The poor child as a spiritual figure carries deep roots in religious traditions across the ancient world. In the Hebrew tradition, the youngest son (David, Joseph) and the child of poverty (the infant Moses) are figures of hidden divine favour — the person whose social insignificance conceals a spiritual election that will eventually be revealed. In the Christian tradition, the infant Christ in the manger is the supreme expression of divinity in the form of poverty and smallness — the Lord of Creation appearing as the most vulnerable and least socially significant form available.
Valac's poor boy form carries this tradition into the grimoire context: the being whose social presentation is one of absolute insignificance concealing absolute authority. The angel's wings on his back are the sign of divine election that his poverty conceals — the spiritual mark that contradicts every social signal his form presents. He is poor in appearance and celestially ranked in reality; he commands nothing in the social world and commands a two-headed dragon in the spiritual one.
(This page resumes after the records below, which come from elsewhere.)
//! Stateless HTTP request builder and response parser for the todo API.
//!
//! # Design
//! `TodoClient` holds only a `base_url` and carries no mutable state between
//! calls. Each remote action is split into a `build_*` method that produces
//! an `HttpRequest` and a `parse_*` method that consumes an `HttpResponse`.
//! Any 2xx status counts as success; everything else is `ApiError::Http`.

use serde::de::DeserializeOwned;
use serde::Serialize;

use crate::error::ApiError;
use crate::http::{HttpMethod, HttpRequest, HttpResponse};
use crate::types::{NewTodo, TodoId, TodoItem};

/// Synchronous, stateless client for the todo API.
#[derive(Debug, Clone)]
pub struct TodoClient {
    base_url: String,
}

impl TodoClient {
    pub fn new(base_url: &str) -> Self {
        Self {
            base_url: base_url.trim_end_matches('/').to_string(),
        }
    }

    pub fn base_url(&self) -> &str {
        &self.base_url
    }

    pub fn build_list_todos(&self) -> HttpRequest {
        self.bodyless(HttpMethod::Get, format!("{}/todos", self.base_url))
    }

    pub fn build_create_todo(&self, input: &NewTodo) -> Result<HttpRequest, ApiError> {
        self.with_json(HttpMethod::Post, format!("{}/todos", self.base_url), input)
    }

    pub fn build_update_todo(&self, id: TodoId, item: &TodoItem) -> Result<HttpRequest, ApiError> {
        self.with_json(HttpMethod::Put, format!("{}/todos/{id}", self.base_url), item)
    }

    pub fn build_delete_todo(&self, id: TodoId) -> HttpRequest {
        self.bodyless(HttpMethod::Delete, format!("{}/todos/{id}", self.base_url))
    }

    pub fn build_summarize(&self) -> HttpRequest {
        HttpRequest {
            method: HttpMethod::Post,
            path: format!("{}/todos/summary", self.base_url),
            headers: json_headers(),
            body: Some("{}".to_string()),
        }
    }

    pub fn parse_list_todos(&self, response: HttpResponse) -> Result<Vec<TodoItem>, ApiError> {
        check_status(&response)?;
        let todos: Vec<TodoItem> = decode(&response.body)?;
        if let Some(position) = todos.iter().position(|t| t.id.is_none()) {
            return Err(ApiError::MalformedResponse(format!("todo at index {position} has no id")));
        }
        Ok(todos)
    }

    pub fn parse_create_todo(&self, response: HttpResponse) -> Result<TodoItem, ApiError> {
        check_status(&response)?;
        require_id(decode(&response.body)?)
    }

    pub fn parse_update_todo(&self, response: HttpResponse) -> Result<TodoItem, ApiError> {
        check_status(&response)?;
        require_id(decode(&response.body)?)
    }

    pub fn parse_delete_todo(&self, response: HttpResponse) -> Result<(), ApiError> {
        check_status(&response)
    }

    /// The summary is plain text, not JSON. Surrounding whitespace is dropped.
    pub fn parse_summarize(&self, response: HttpResponse) -> Result<String, ApiError> {
        check_status(&response)?;
        let summary = response.body.trim();
        if summary.is_empty() {
            return Err(ApiError::MalformedResponse("empty summary".to_string()));
        }
        Ok(summary.to_string())
    }

    fn bodyless(&self, method: HttpMethod, path: String) -> HttpRequest {
        HttpRequest {
            method,
            path,
            headers: Vec::new(),
            body: None,
        }
    }

    fn with_json<T: Serialize>(&self, method: HttpMethod, path: String, payload: &T) -> Result<HttpRequest, ApiError> {
        let body = serde_json::to_string(payload).map_err(|e| ApiError::Serialization(e.to_string()))?;
        Ok(HttpRequest {
            method,
            path,
            headers: json_headers(),
            body: Some(body),
        })
    }
}

fn json_headers() -> Vec<(String, String)> {
    vec![("content-type".to_string(), "application/json".to_string())]
}

fn check_status(response: &HttpResponse) -> Result<(), ApiError> {
    if response.is_success() {
        return Ok(());
    }
    Err(ApiError::Http {
        status: response.status,
        body: response.body.clone(),
    })
}

fn decode<T: DeserializeOwned>(body: &str) -> Result<T, ApiError> {
    serde_json::from_str(body).map_err(|e| ApiError::MalformedResponse(e.to_string()))
}

fn require_id(item: TodoItem) -> Result<TodoItem, ApiError> {
    if item.id.is_none() {
        return Err(ApiError::MalformedResponse("todo has no id".to_string()));
    }
    Ok(item)
}
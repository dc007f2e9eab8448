//! Executes plain-data requests against the network.
//!
//! `Transport` is the only place the store touches I/O. `ReqwestTransport`
//! is the production implementation; tests substitute scripted ones.

use std::sync::Arc;

use async_trait::async_trait;
use reqwest::{Client, Method};

use crate::error::ApiError;
use crate::http::{HttpMethod, HttpRequest, HttpResponse};

/// Performs one HTTP round-trip.
///
/// Non-2xx statuses are returned as data, not as `Err`; status
/// interpretation belongs to `TodoClient`. `Err` means no response arrived.
#[async_trait]
pub trait Transport: Send + Sync {
    async fn execute(&self, request: HttpRequest) -> Result<HttpResponse, ApiError>;
}

#[async_trait]
impl<T: Transport + ?Sized> Transport for Arc<T> {
    async fn execute(&self, request: HttpRequest) -> Result<HttpResponse, ApiError> {
        (**self).execute(request).await
    }
}

/// `Transport` backed by a shared `reqwest::Client`.
#[derive(Debug, Clone, Default)]
pub struct ReqwestTransport {
    client: Client,
}

impl ReqwestTransport {
    pub fn new() -> Self {
        Self::default()
    }
}

#[async_trait]
impl Transport for ReqwestTransport {
    async fn execute(&self, request: HttpRequest) -> Result<HttpResponse, ApiError> {
        let method = match request.method {
            HttpMethod::Get => Method::GET,
            HttpMethod::Post => Method::POST,
            HttpMethod::Put => Method::PUT,
            HttpMethod::Delete => Method::DELETE,
        };

        let mut builder = self.client.request(method, &request.path);
        for (key, value) in &request.headers {
            builder = builder.header(key.as_str(), value.as_str());
        }
        if let Some(body) = request.body {
            builder = builder.body(body);
        }

        let response = builder
            .send()
            .await
            .map_err(|e| ApiError::Transport(e.to_string()))?;

        let status = response.status().as_u16();
        let headers = response
            .headers()
            .iter()
            .filter_map(|(k, v)| v.to_str().ok().map(|v| (k.as_str().to_string(), v.to_string())))
            .collect();
        let body = response
            .text()
            .await
            .map_err(|e| ApiError::Transport(e.to_string()))?;

        Ok(HttpResponse { status, headers, body })
    }
}
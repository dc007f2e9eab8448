//! Store feature flags and environment-driven settings.

use std::str::FromStr;

use thiserror::Error;

/// Where the reference todo service listens by default.
pub const DEFAULT_BASE_URL: &str = "http://localhost:8080";

pub const ENV_API_URL: &str = "TODO_API_URL";
pub const ENV_SUMMARIZE: &str = "TODO_SUMMARIZE";
pub const ENV_UPDATE_POLICY: &str = "TODO_UPDATE_POLICY";

/// When local state changes relative to the server's confirmation.
#[derive(Debug, Clone, Copy, Default, PartialEq, Eq)]
pub enum UpdatePolicy {
    /// Apply every mutation only after the server confirms it.
    #[default]
    Confirmed,
    /// Apply `remove` and `toggle_status` immediately and roll back on
    /// failure. `create` still waits for the server-assigned id.
    Optimistic,
}

impl FromStr for UpdatePolicy {
    type Err = ConfigError;

    fn from_str(s: &str) -> Result<Self, Self::Err> {
        match s.trim().to_ascii_lowercase().as_str() {
            "confirmed" | "none" => Ok(UpdatePolicy::Confirmed),
            "optimistic" => Ok(UpdatePolicy::Optimistic),
            _ => Err(ConfigError::InvalidValue {
                var: ENV_UPDATE_POLICY,
                value: s.to_string(),
            }),
        }
    }
}

/// Feature flags for one `TodoStore`.
#[derive(Debug, Clone, Copy, PartialEq, Eq)]
pub struct StoreConfig {
    pub summarize: bool,
    pub policy: UpdatePolicy,
}

impl Default for StoreConfig {
    fn default() -> Self {
        Self {
            summarize: true,
            policy: UpdatePolicy::Confirmed,
        }
    }
}

#[derive(Debug, Clone, PartialEq, Eq, Error)]
pub enum ConfigError {
    #[error("{var} must be an http:// or https:// URL, got {value:?}")]
    InvalidBaseUrl { var: &'static str, value: String },

    #[error("invalid value for {var}: {value:?}")]
    InvalidValue { var: &'static str, value: String },
}

/// Everything a session needs to open a store.
#[derive(Debug, Clone, PartialEq, Eq)]
pub struct Settings {
    pub base_url: String,
    pub store: StoreConfig,
}

impl Default for Settings {
    fn default() -> Self {
        Self {
            base_url: DEFAULT_BASE_URL.to_string(),
            store: StoreConfig::default(),
        }
    }
}

impl Settings {
    /// Read settings from the process environment.
    pub fn from_env() -> Result<Self, ConfigError> {
        Self::from_lookup(|key| std::env::var(key).ok())
    }

    /// Read settings through `lookup`; unset keys fall back to defaults.
    pub fn from_lookup<F>(lookup: F) -> Result<Self, ConfigError>
    where
        F: Fn(&str) -> Option<String>,
    {
        let mut settings = Settings::default();

        if let Some(url) = lookup(ENV_API_URL) {
            let url = url.trim();
            if !(url.starts_with("http://") || url.starts_with("https://")) {
                return Err(ConfigError::InvalidBaseUrl {
                    var: ENV_API_URL,
                    value: url.to_string(),
                });
            }
            settings.base_url = url.to_string();
        }
        if let Some(flag) = lookup(ENV_SUMMARIZE) {
            settings.store.summarize = parse_flag(ENV_SUMMARIZE, &flag)?;
        }
        if let Some(policy) = lookup(ENV_UPDATE_POLICY) {
            settings.store.policy = policy.parse()?;
        }

        Ok(settings)
    }
}

fn parse_flag(var: &'static str, value: &str) -> Result<bool, ConfigError> {
    match value.trim().to_ascii_lowercase().as_str() {
        "1" | "true" | "yes" | "on" => Ok(true),
        "0" | "false" | "no" | "off" => Ok(false),
        _ => Err(ConfigError::InvalidValue {
            var,
            value: value.to_string(),
        }),
    }
}

#[cfg(test)]
mod tests {
    use std::collections::HashMap;

    use super::*;

    fn settings(pairs: &[(&str, &str)]) -> Result<Settings, ConfigError> {
        let env: HashMap<String, String> = pairs
            .iter()
            .map(|(k, v)| (k.to_string(), v.to_string()))
            .collect();
        Settings::from_lookup(|key| env.get(key).cloned())
    }

    #[test]
    fn defaults_when_nothing_is_set() {
        let s = settings(&[]).unwrap();
        assert_eq!(s.base_url, DEFAULT_BASE_URL);
        assert!(s.store.summarize);
        assert_eq!(s.store.policy, UpdatePolicy::Confirmed);
    }

    #[test]
    fn reads_all_variables() {
        let s = settings(&[
            (ENV_API_URL, "https://todos.example.com/"),
            (ENV_SUMMARIZE, "off"),
            (ENV_UPDATE_POLICY, "Optimistic"),
        ])
        .unwrap();
        assert_eq!(s.base_url, "https://todos.example.com/");
        assert!(!s.store.summarize);
        assert_eq!(s.store.policy, UpdatePolicy::Optimistic);
    }

    #[test]
    fn rejects_non_http_url() {
        let err = settings(&[(ENV_API_URL, "localhost:8080")]).unwrap_err();
        assert!(matches!(err, ConfigError::InvalidBaseUrl { .. }));
    }

    #[test]
    fn rejects_unknown_flag_value() {
        let err = settings(&[(ENV_SUMMARIZE, "maybe")]).unwrap_err();
        assert_eq!(
            err,
            ConfigError::InvalidValue {
                var: ENV_SUMMARIZE,
                value: "maybe".to_string()
            }
        );
    }

    #[test]
    fn rejects_unknown_policy() {
        assert!("eventual".parse::<UpdatePolicy>().is_err());
        assert_eq!("none".parse::<UpdatePolicy>().unwrap(), UpdatePolicy::Confirmed);
    }
}
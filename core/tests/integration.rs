//! End-to-end store tests against the live mock server.
//!
//! # Design
//! Each test starts the mock server on a random port inside the test's own
//! runtime, then drives a `TodoStore` over real HTTP with `ReqwestTransport`.
//! This validates request building, response parsing, and the store's
//! reconciliation rules against an actual server.

use todo_sync::{
    Action, ReqwestTransport, StoreConfig, StoreError, TodoClient, TodoDraft, TodoId, TodoStatus,
    TodoStore, UpdatePolicy,
};

async fn start_server() -> String {
    let listener = tokio::net::TcpListener::bind("127.0.0.1:0").await.unwrap();
    let addr = listener.local_addr().unwrap();
    tokio::spawn(mock_server::run(listener));
    format!("http://{addr}")
}

/// An address nothing is listening on.
fn dead_address() -> String {
    let listener = std::net::TcpListener::bind("127.0.0.1:0").unwrap();
    let addr = listener.local_addr().unwrap();
    drop(listener);
    format!("http://{addr}")
}

async fn open(base_url: &str, config: StoreConfig) -> TodoStore<ReqwestTransport> {
    TodoStore::open(TodoClient::new(base_url), ReqwestTransport::new(), config).await
}

#[tokio::test]
async fn full_session() {
    let base_url = start_server().await;
    let store = open(&base_url, StoreConfig::default()).await;

    // initial load: empty, no message
    assert!(store.todos().is_empty());
    assert!(store.status().is_empty());

    // create two
    let milk = store
        .create(TodoDraft::new("Buy milk").with_description(""))
        .await
        .unwrap();
    let dog = store.create(TodoDraft::new("Walk dog")).await.unwrap();
    assert_eq!(milk.id, Some(TodoId(1)));
    assert_eq!(dog.id, Some(TodoId(2)));
    assert_eq!(milk.status, TodoStatus::Pending);
    assert!(milk.created_on.is_some());
    assert_eq!(store.todos(), vec![milk.clone(), dog.clone()]);

    // blank title: nothing sent
    assert_eq!(
        store.create(TodoDraft::new("  ")).await.unwrap_err(),
        StoreError::EmptyTitle
    );

    // toggle
    let toggled = store.toggle_status(&milk).await.unwrap();
    assert_eq!(toggled.status, TodoStatus::Completed);
    assert_eq!(toggled.created_on, milk.created_on);
    assert_eq!(store.todos()[0].status, TodoStatus::Completed);
    assert_eq!(store.todos()[1], dog);

    // summary
    let summary = store.summarize().await.unwrap();
    assert_eq!(summary, "1 pending, 1 completed");
    assert_eq!(store.status().message(), "1 pending, 1 completed");

    // reload matches local view
    let before_reload = store.todos();
    store.load().await.unwrap();
    assert_eq!(store.todos(), before_reload);
    assert!(store.status().is_empty());

    // remove
    store.remove(TodoId(2)).await.unwrap();
    assert_eq!(store.todos().len(), 1);
    assert!(store.snapshot().get(TodoId(2)).is_none());

    // remove again: server says 404, nothing changes locally
    let before = store.todos();
    let err = store.remove(TodoId(2)).await.unwrap_err();
    assert!(matches!(err, StoreError::Remote { action: Action::Remove, .. }));
    assert_eq!(store.todos(), before);
    assert!(store.status().message().starts_with("Failed to delete todo: HTTP 404"));
}

#[tokio::test]
async fn toggle_of_item_deleted_elsewhere_fails_cleanly() {
    let base_url = start_server().await;
    let first = open(&base_url, StoreConfig::default()).await;
    let second = open(&base_url, StoreConfig::default()).await;

    let item = first.create(TodoDraft::new("Shared")).await.unwrap();
    second.load().await.unwrap();
    second.remove(item.id.unwrap()).await.unwrap();

    let before = first.todos();
    let err = first.toggle_status(&item).await.unwrap_err();
    assert!(matches!(err, StoreError::Remote { action: Action::Toggle, .. }));
    assert_eq!(first.todos(), before);
}

#[tokio::test]
async fn optimistic_store_rolls_back_rejected_delete() {
    let base_url = start_server().await;
    let config = StoreConfig {
        policy: UpdatePolicy::Optimistic,
        ..StoreConfig::default()
    };
    let first = open(&base_url, config).await;
    let second = open(&base_url, config).await;

    let item = first.create(TodoDraft::new("Contested")).await.unwrap();
    second.load().await.unwrap();
    second.remove(item.id.unwrap()).await.unwrap();

    assert!(first.remove(item.id.unwrap()).await.is_err());
    assert_eq!(first.todos(), vec![item]);
}

#[tokio::test]
async fn unreachable_server_surfaces_transport_errors() {
    let store = open(&dead_address(), StoreConfig::default()).await;

    assert!(store.todos().is_empty());
    assert!(store.status().is_error());
    assert!(store.status().message().starts_with("Failed to load todos: transport error"));

    let err = store.remove(TodoId(1)).await.unwrap_err();
    assert!(matches!(err, StoreError::Remote { action: Action::Remove, .. }));
    assert!(store.status().message().starts_with("Failed to delete todo"));

    assert!(store.create(TodoDraft::new("Offline")).await.is_err());
    assert!(store.summarize().await.is_err());
    assert!(store.todos().is_empty());
}
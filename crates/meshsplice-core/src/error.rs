use thiserror::Error;

/// Outcome of a failed table write.
///
/// None of these are fatal: handlers log them and let the affected flow
/// degrade to plain pass-through.
#[derive(Debug, Clone, Copy, PartialEq, Eq, Error)]
pub enum TableError {
    #[error("table full (capacity {capacity})")]
    Full { capacity: usize },
    #[error("key already present")]
    KeyExists,
    #[error("slot {0} out of range")]
    SlotOutOfRange(u32),
}

/// Failure reported by the host's redirect primitive.
#[derive(Debug, Clone, PartialEq, Eq, Error)]
pub enum RedirectError {
    #[error("no socket registered for target")]
    NoSocket,
    #[error("target socket is closed")]
    SocketClosed,
    #[error("host rejected redirect: {0}")]
    Rejected(String),
}
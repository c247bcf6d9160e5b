//! Sidecar connection splicing.
//!
//! Correlates the two hairpinned local connections a sidecar proxy sits
//! between and, per outbound message, moves bytes straight into the paired
//! connection's receive queue.

pub mod accel;
pub mod config;
pub mod error;
pub mod hooks;
pub mod host;
mod lifecycle;
pub mod message;
pub mod pin;
pub mod sim;
pub mod table;
pub mod tables;

pub use accel::Accelerator;
pub use error::{RedirectError, TableError};
pub use hooks::{dispatch_msg, dispatch_sock_ops, ConnectionHooks};
pub use host::{Direction, HostStack, Message, MsgEvent, SockOp, SockOpsEvent, TcpState, Verdict};
pub use message::{Decision, MessageOutcome};
pub use pin::PinRegistry;
pub use tables::{SharedTables, TableStats, Verbosity};
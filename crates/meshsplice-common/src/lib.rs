#![cfg_attr(not(any(feature = "std", test)), no_std)]

//! Connection tuple model shared between the kernel programs and userspace.
//!
//! Every type stored in a map is `#[repr(C)]` with explicit zeroed padding so
//! that byte-wise hashing in kernel maps agrees with field equality.

use core::fmt;
use core::net::Ipv4Addr;

/// Identity of the inbound proxy leg, 127.0.0.6 in host order.
pub const INBOUND_PROXY_ADDR: u32 = 0x7f00_0006;

/// Port the proxy accepts redirected outbound application traffic on.
pub const OUTBOUND_INTERCEPT_PORT: u16 = 15001;

/// Port the proxy accepts redirected inbound traffic on.
pub const INBOUND_INTERCEPT_PORT: u16 = 15006;

/// Default capacity of each correlation table.
pub const DEFAULT_TABLE_CAPACITY: u32 = 1_000_000;

/// Slot of the debug table holding the log verbosity.
pub const DEBUG_SLOT_LEVEL: u32 = 0;
/// Slot of the debug table counting successful redirections.
pub const DEBUG_SLOT_REDIRECTS: u32 = 1;
pub const DEBUG_SLOTS: u32 = 2;

/// `AF_INET` as reported by the kernel.
pub const AF_INET: u32 = 2;

/// Whether `port` is one of the proxy's interception listeners.
#[inline(always)]
pub const fn is_intercept_port(port: u16) -> bool {
    port == OUTBOUND_INTERCEPT_PORT || port == INBOUND_INTERCEPT_PORT
}

/// An IPv4 address and port, both in host byte order.
#[repr(C)]
#[derive(Clone, Copy, Debug, Default, PartialEq, Eq, Hash)]
pub struct Endpoint {
    pub addr: u32,
    pub port: u16,
    pub _pad: u16,
}

impl Endpoint {
    #[inline(always)]
    pub const fn new(addr: u32, port: u16) -> Self {
        Self {
            addr,
            port,
            _pad: 0,
        }
    }

    pub fn ip(&self) -> Ipv4Addr {
        Ipv4Addr::from(self.addr)
    }
}

impl fmt::Display for Endpoint {
    fn fmt(&self, f: &mut fmt::Formatter<'_>) -> fmt::Result {
        write!(f, "{}:{}", self.ip(), self.port)
    }
}

/// One side of a TCP connection: the local and remote endpoints as seen by
/// the socket that owns it.
#[repr(C)]
#[derive(Clone, Copy, Debug, Default, PartialEq, Eq, Hash)]
pub struct ConnTuple {
    pub local: Endpoint,
    pub remote: Endpoint,
}

impl ConnTuple {
    #[inline(always)]
    pub const fn new(local: Endpoint, remote: Endpoint) -> Self {
        Self { local, remote }
    }

    /// The same connection seen from the opposite end.
    #[inline(always)]
    pub const fn mirror(&self) -> Self {
        Self {
            local: self.remote,
            remote: self.local,
        }
    }

    /// Whether either endpoint is the inbound proxy identity.
    #[inline(always)]
    pub const fn touches_inbound_proxy(&self) -> bool {
        self.local.addr == INBOUND_PROXY_ADDR || self.remote.addr == INBOUND_PROXY_ADDR
    }
}

impl fmt::Display for ConnTuple {
    fn fmt(&self, f: &mut fmt::Formatter<'_>) -> fmt::Result {
        write!(f, "{} -> {}", self.local, self.remote)
    }
}

/// Socket addressing exactly as the kernel surfaces it to `sock_ops` and
/// `sk_msg` programs.
///
/// Addresses are in network byte order and the local port in host byte order.
/// The remote port is a full 32-bit network-order word, so on little-endian
/// hosts the port lands in the upper 16 bits.
#[repr(C)]
#[derive(Clone, Copy, Debug, Default, PartialEq, Eq)]
pub struct WireAddrs {
    pub local_ip4: u32,
    pub local_port: u32,
    pub remote_ip4: u32,
    pub remote_port: u32,
}

impl WireAddrs {
    /// Convert to the host-order tuple used by every table.
    ///
    /// This is the only place byte order is handled; nothing downstream of it
    /// sees wire values.
    #[inline(always)]
    pub fn normalize(&self) -> ConnTuple {
        ConnTuple {
            local: Endpoint::new(u32::from_be(self.local_ip4), self.local_port as u16),
            remote: Endpoint::new(
                u32::from_be(self.remote_ip4),
                u32::from_be(self.remote_port) as u16,
            ),
        }
    }

    /// Encode a host-order tuple the way the kernel would present it.
    pub fn from_tuple(tuple: &ConnTuple) -> Self {
        Self {
            local_ip4: tuple.local.addr.to_be(),
            local_port: tuple.local.port as u32,
            remote_ip4: tuple.remote.addr.to_be(),
            remote_port: u32::from(tuple.remote.port).to_be(),
        }
    }
}

#[cfg(feature = "std")]
mod std_impls {
    use std::net::SocketAddrV4;

    use super::Endpoint;

    impl From<SocketAddrV4> for Endpoint {
        fn from(addr: SocketAddrV4) -> Self {
            Endpoint::new(u32::from(*addr.ip()), addr.port())
        }
    }

    impl From<Endpoint> for SocketAddrV4 {
        fn from(ep: Endpoint) -> Self {
            SocketAddrV4::new(ep.ip(), ep.port)
        }
    }
}

#[cfg(feature = "user")]
unsafe impl aya::Pod for Endpoint {}

#[cfg(feature = "user")]
unsafe impl aya::Pod for ConnTuple {}

#[cfg(test)]
mod tests {
    use super::*;

    fn ep(a: u8, b: u8, c: u8, d: u8, port: u16) -> Endpoint {
        Endpoint::new(u32::from(Ipv4Addr::new(a, b, c, d)), port)
    }

    #[test]
    fn test_inbound_proxy_addr_is_127_0_0_6() {
        assert_eq!(Ipv4Addr::from(INBOUND_PROXY_ADDR), Ipv4Addr::new(127, 0, 0, 6));
    }

    #[test]
    fn test_normalize_converts_remote_port_and_addresses() {
        let wire = WireAddrs {
            local_ip4: u32::from_ne_bytes([10, 0, 0, 5]),
            local_port: 40000,
            remote_ip4: u32::from_ne_bytes([10, 0, 0, 9]),
            remote_port: 8080u32.to_be(),
        };
        let tuple = wire.normalize();
        assert_eq!(tuple.local, ep(10, 0, 0, 5, 40000));
        assert_eq!(tuple.remote, ep(10, 0, 0, 9, 8080));
    }

    #[test]
    fn test_normalize_reads_remote_port_as_network_word() {
        // Bytes exactly as the kernel lays out `remote_port`: big-endian u32.
        let wire = WireAddrs {
            local_ip4: u32::from_ne_bytes([127, 0, 0, 1]),
            local_port: 15001,
            remote_ip4: u32::from_ne_bytes([10, 0, 0, 5]),
            remote_port: u32::from_ne_bytes([0, 0, 0x9c, 0x40]),
        };
        let tuple = wire.normalize();
        assert_eq!(tuple.remote.port, 40000);
        assert_eq!(tuple.local.port, 15001);
    }

    #[test]
    fn test_from_tuple_matches_kernel_layout() {
        let tuple = ConnTuple::new(ep(10, 0, 0, 5, 40000), ep(10, 0, 0, 9, 8080));
        let wire = WireAddrs::from_tuple(&tuple);
        assert_eq!(wire.remote_port, 8080u32.to_be());
        assert_eq!(wire.remote_port.to_ne_bytes(), [0, 0, 0x1f, 0x90]);
        assert_eq!(wire.local_port, 40000);
    }

    #[test]
    fn test_from_tuple_inverts_normalize() {
        let tuple = ConnTuple::new(ep(127, 0, 0, 1, 15001), ep(10, 0, 0, 5, 40000));
        assert_eq!(WireAddrs::from_tuple(&tuple).normalize(), tuple);
    }

    #[test]
    fn test_mirror() {
        let tuple = ConnTuple::new(ep(10, 0, 0, 5, 40000), ep(10, 0, 0, 9, 8080));
        let mirrored = tuple.mirror();
        assert_eq!(mirrored.local, tuple.remote);
        assert_eq!(mirrored.remote, tuple.local);
        assert_eq!(mirrored.mirror(), tuple);
    }

    #[test]
    fn test_intercept_ports() {
        assert!(is_intercept_port(15001));
        assert!(is_intercept_port(15006));
        assert!(!is_intercept_port(8080));
    }

    #[test]
    fn test_display() {
        let tuple = ConnTuple::new(ep(10, 0, 0, 5, 40000), ep(10, 0, 0, 9, 8080));
        assert_eq!(tuple.to_string(), "10.0.0.5:40000 -> 10.0.0.9:8080");
    }
}
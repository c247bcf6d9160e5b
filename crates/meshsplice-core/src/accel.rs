use std::sync::Arc;

use meshsplice_common::ConnTuple;

use crate::hooks::ConnectionHooks;
use crate::host::{HostStack, Message, Verdict};
use crate::tables::SharedTables;

/// The sidecar fast path: lifecycle bookkeeping plus per-message splicing.
///
/// Holds the shared tables and the host by reference only. Any number of
/// accelerators may run against the same tables concurrently.
pub struct Accelerator<H: HostStack> {
    pub(crate) tables: Arc<SharedTables<H::Socket>>,
    pub(crate) host: Arc<H>,
}

impl<H: HostStack> Accelerator<H> {
    pub fn new(tables: Arc<SharedTables<H::Socket>>, host: Arc<H>) -> Self {
        Self { tables, host }
    }

    pub fn tables(&self) -> &Arc<SharedTables<H::Socket>> {
        &self.tables
    }

    pub fn host(&self) -> &Arc<H> {
        &self.host
    }
}

impl<H: HostStack> Clone for Accelerator<H> {
    fn clone(&self) -> Self {
        Self {
            tables: self.tables.clone(),
            host: self.host.clone(),
        }
    }
}

impl<H: HostStack> ConnectionHooks for Accelerator<H> {
    type Socket = H::Socket;

    fn on_active_open(&self, tuple: ConnTuple, socket: &H::Socket) {
        self.active_open(tuple, socket);
    }

    fn on_passive_open(&self, tuple: ConnTuple, socket: &H::Socket) {
        self.passive_open(tuple, socket);
    }

    fn on_close(&self, tuple: ConnTuple) {
        self.close(tuple);
    }

    fn on_message(&self, msg: &Message) -> Verdict {
        self.handle_message(msg).verdict
    }
}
The serpent-bringing power has specific resonances with the tradition of the holy child who tames dangerous animals. Infant Heracles strangled serpents in his cradle; the young St Patrick drove the snakes from Ireland; the child saints of hagiographic literature routinely tamed wild animals that adults could not approach. Valac's serpent-charming places him in this tradition of the holy child whose spiritual authority over nature's dangers is precisely proportional to their social vulnerability: the more helpless in worldly terms, the more powerful in natural terms.
The name Valac (also rendered as Volac, Valak, Valu or Ualac in various manuscripts) has attracted considerable attention — particularly the form Valak, which appeared as the name of a demonic entity in the 2018 horror film The Nun and its sequels, significantly raising the spirit's modern cultural profile. The original grimoire Valac is a child on a dragon; the film's Valak is a terrifying nun. The orthographic similarity masks a complete divergence of characterisation: the grimoire's poor boy and the film's demonic sister share only a name and a serpentine connection.
Valac is invoked for the discovery of buried or hidden wealth and for safe handling of serpents — and, more broadly, for the principle he embodies: that what appears most dangerous (the serpent, the two-headed dragon, the buried hoard) can be safely approached by the one who knows how to come to it without the armour of social authority. The small poor boy with angel's wings arrives without the markers of power and commands everything that the powerful cannot reach. The treasure buried from the great is findable by the child who knows where to look.